彩花の寝室の前に行った時、僕が自室に行こうとすると彩花は僕のシャツの裾を掴んだ。
「彩花、離してくれないと寝れないよ?」
「…優くん」
「どうしたの」
「今日は、今日だけは一緒に寝て欲しい」
「いやだめだ…今日だけね」
「本当にいいの?」
「うん、今日の彩花はいつもより元気がなかったよね。彩花が元気になってくれるなら一晩だけならいいよ」
「うう…優く〜ん!!」
「うわ!」
彩花は僕のお腹付近に突撃してきた。
僕はその彩花を抱き寄せてから自分の寝室に入ってベットに横たわった。
「優くん頭撫でて」
僕はお願いされた通りに横に居る彩花の頭を撫でた。
すると彩花は顔を上げて僕の方をまっすぐ見て話し始めた。
「あのね、優くん。

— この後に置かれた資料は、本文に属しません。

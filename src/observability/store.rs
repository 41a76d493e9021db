//! Request-scoped context store.
//!
//! The active [`LogContext`] is bound to the current tokio task through a
//! task-local slot, so handlers, middleware and repositories can enrich it
//! without threading a parameter through every layer. Two requests running
//! interleaved on the same worker each see only their own binding.

use std::future::Future;
use std::sync::{Arc, Weak};

use parking_lot::Mutex;
use tokio::task::JoinHandle;

use super::context::{ContextPatch, LogContext};

tokio::task_local! {
    static CURRENT_CONTEXT: ContextSlot;
}

/// What a scope is bound to. The request's own scope owns the context; tasks
/// spawned from it only observe it while the request is still alive.
enum ContextSlot {
    Request(RequestHandle),
    Detached(Weak<Mutex<LogContext>>),
}

impl ContextSlot {
    fn handle(&self) -> Option<RequestHandle> {
        match self {
            ContextSlot::Request(handle) => Some(handle.clone()),
            ContextSlot::Detached(weak) => weak.upgrade().map(|inner| RequestHandle { inner }),
        }
    }
}

/// Shared handle to one request's [`LogContext`].
#[derive(Debug, Clone, Default)]
pub struct RequestHandle {
    inner: Arc<Mutex<LogContext>>,
}

impl RequestHandle {
    pub fn new(context: LogContext) -> Self {
        Self {
            inner: Arc::new(Mutex::new(context)),
        }
    }

    pub fn snapshot(&self) -> LogContext {
        self.inner.lock().clone()
    }

    /// Run `f` with the context locked. `f` must not call back into the store
    /// or the enrichment functions: the lock is not reentrant.
    pub fn update<R>(&self, f: impl FnOnce(&mut LogContext) -> R) -> R {
        let mut guard = self.inner.lock();
        f(&mut guard)
    }

    pub fn ptr_eq(&self, other: &RequestHandle) -> bool {
        Arc::ptr_eq(&self.inner, &other.inner)
    }
}

/// Run `future` with `handle` as the active request context.
pub async fn run_with_context<F>(handle: RequestHandle, future: F) -> F::Output
where
    F: Future,
{
    CURRENT_CONTEXT.scope(ContextSlot::Request(handle), future).await
}

/// Synchronous counterpart of [`run_with_context`].
pub fn run_with_context_sync<R>(handle: RequestHandle, f: impl FnOnce() -> R) -> R {
    CURRENT_CONTEXT.sync_scope(ContextSlot::Request(handle), f)
}

/// Handle bound to the current scope, if any.
pub fn current_handle() -> Option<RequestHandle> {
    CURRENT_CONTEXT.try_with(ContextSlot::handle).ok().flatten()
}

/// Snapshot of the active context, or `None` outside any request scope.
pub fn get_request_context() -> Option<LogContext> {
    current_handle().map(|handle| handle.snapshot())
}

/// Shallow-merge `patch` into the active context. No-op without one.
pub fn set_request_context(patch: ContextPatch) {
    with_request_context(|ctx| ctx.apply(patch));
}

/// Mutate the active context in place. Returns `None` without one.
///
/// Same locking rule as [`RequestHandle::update`].
pub(crate) fn with_request_context<R>(f: impl FnOnce(&mut LogContext) -> R) -> Option<R> {
    current_handle().map(|handle| handle.update(f))
}

/// `tokio::spawn` that carries the active request context into the new task.
///
/// The task gets a weak binding: once the request has completed and dropped
/// its context, the task sees no context and its enrichment calls are no-ops.
pub fn spawn_with_context<F>(future: F) -> JoinHandle<F::Output>
where
    F: Future + Send + 'static,
    F::Output: Send + 'static,
{
    match current_handle() {
        Some(handle) => {
            let slot = ContextSlot::Detached(Arc::downgrade(&handle.inner));
            drop(handle);
            tokio::spawn(CURRENT_CONTEXT.scope(slot, future))
        }
        None => tokio::spawn(future),
    }
}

私このままずっと秘密にしておくのは少し嫌なの」
「…なんでか聞いてもいい?」
「私は学校でいつもとは違う皮を被ってるの。それは私自身が望んでやっていることなんだけどずっとしてると素を出すのが怖くなっていくの。今ですら自分を変えるのが少し怖い。」
彩花は僕の前で以外、それも学校では特に『王女様』という皮を被っている。
それがどれだけ彩花の心の中の負担になっているかは僕には知ることも出来ない事だが客観的に見ても楽なものでは無いと言うことだけは分かる。
「だから学校でも少しずつ普段の私を出していきたい。それが優くんが今まで我慢してきたことを全て無くしてしまうことだと思うの」
「うん」
「でも今から変わらないともうチャンスはない時思う。だからこそ今変えないといけないの。だからね、優くん」
彩花は何かを決めたような顔をして僕の方を見てきた。